Fox is currently shooting 39.8% from the field including 19% from three. However, Fox has only taken 21 three-pointers so far this season. If you include just his two-point shots, that bumps up his field goal percentage to a more respectable, but still not great 42.8%. Fox’s strength is attacking the paint and dishing it to teammates. He is doing that, but he is having a tough time catching up with the speed of the NBA. Fox is one of the fastest guards in the league, but there is still an adjustment period for rookies.

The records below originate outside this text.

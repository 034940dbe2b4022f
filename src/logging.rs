//! File-backed tracing setup
//!
//! The terminal belongs to the UI, so log output goes to a file. Filtering
//! follows `SAMPLER_LOG` (EnvFilter syntax), defaulting to `info`.

use std::fs::{self, OpenOptions};
use std::path::{Path, PathBuf};
use std::sync::Mutex;

use tracing::info;
use tracing_subscriber::filter::EnvFilter;
use tracing_subscriber::fmt;
use tracing_subscriber::util::SubscriberInitExt;

pub const LOG_ENV: &str = "SAMPLER_LOG";

fn env_filter() -> EnvFilter {
    EnvFilter::try_from_env(LOG_ENV).unwrap_or_else(|_| EnvFilter::new("info"))
}

/// Install the global subscriber writing to `path` (or the default log file).
///
/// Returns the file in use, or `None` when logging stays disabled.
pub fn init(path: Option<&Path>) -> Option<PathBuf> {
    let path = path
        .map(Path::to_path_buf)
        .or_else(crate::config::log_file_path)?;

    if let Some(parent) = path.parent() {
        let _ = fs::create_dir_all(parent);
    }
    let file = OpenOptions::new()
        .create(true)
        .append(true)
        .open(&path)
        .ok()?;

    fmt()
        .with_env_filter(env_filter())
        .with_writer(Mutex::new(file))
        .with_ansi(false)
        .with_target(true)
        .finish()
        .try_init()
        .ok()?;

    info!(path = %path.display(), "logging initialized");
    Some(path)
}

In this first clip, Fox tries to make an extremely difficult pass that his teammate is not even looking for because he knows there is no chance. The second clip, Fox runs a pick and roll with Cauley-Stein and tries to force the ball back to him when Andre Drummond is able to get an easy steal.
Fox has also tried to be aggressive and sometimes he is trying to do too much when he has better plays available. In this clip, you can see Fox on the break with two open shooters on the wing, but he opts for the drive into two defenders and a third on his hip. While it is unfair to pick three random clips to show that Fox is struggling, the numbers back up these plays. Fox is making questionable decisions in his passes and in his shot selection.
Despite these issues, Fox is taking care of the ball. He is only averaging two turnovers per game, which is better than Lonzo Ball and Dennis Smith Jr. at the moment. Fox has also shown some flashes of amazing play during his 15 games. He had a really good game for the Kings in a surprising win over the Thunder. He also hit a game-winner against the 76ers.
The game-winning shot is an interesting one when you analyze the spot of the jump shot and the characteristics of Fox including that he played at Kentucky, is a taller point guard, and is a great athlete. John Wall has become a great point guard, and he does not have the most reliable three point shot. However, Wall has become deadly from the elbows. Opponents have to respect the drive, so they are backing up as he advances and then he raises up and hits the shot. Fox has that same skill set, but it is going to take time.
The red dots show above average percentages from those locations. Looking at Wall’s chart you can see the elbows are red. Now take a look at Fox’s chart.
Fox is young, but you can already see that he has the potential to be the kind of offensive threat that John Wall has become. It is going to take time. Fox may have to endure some losing, but there is no doubt that he will be part of the group that turns it around for Sacramento.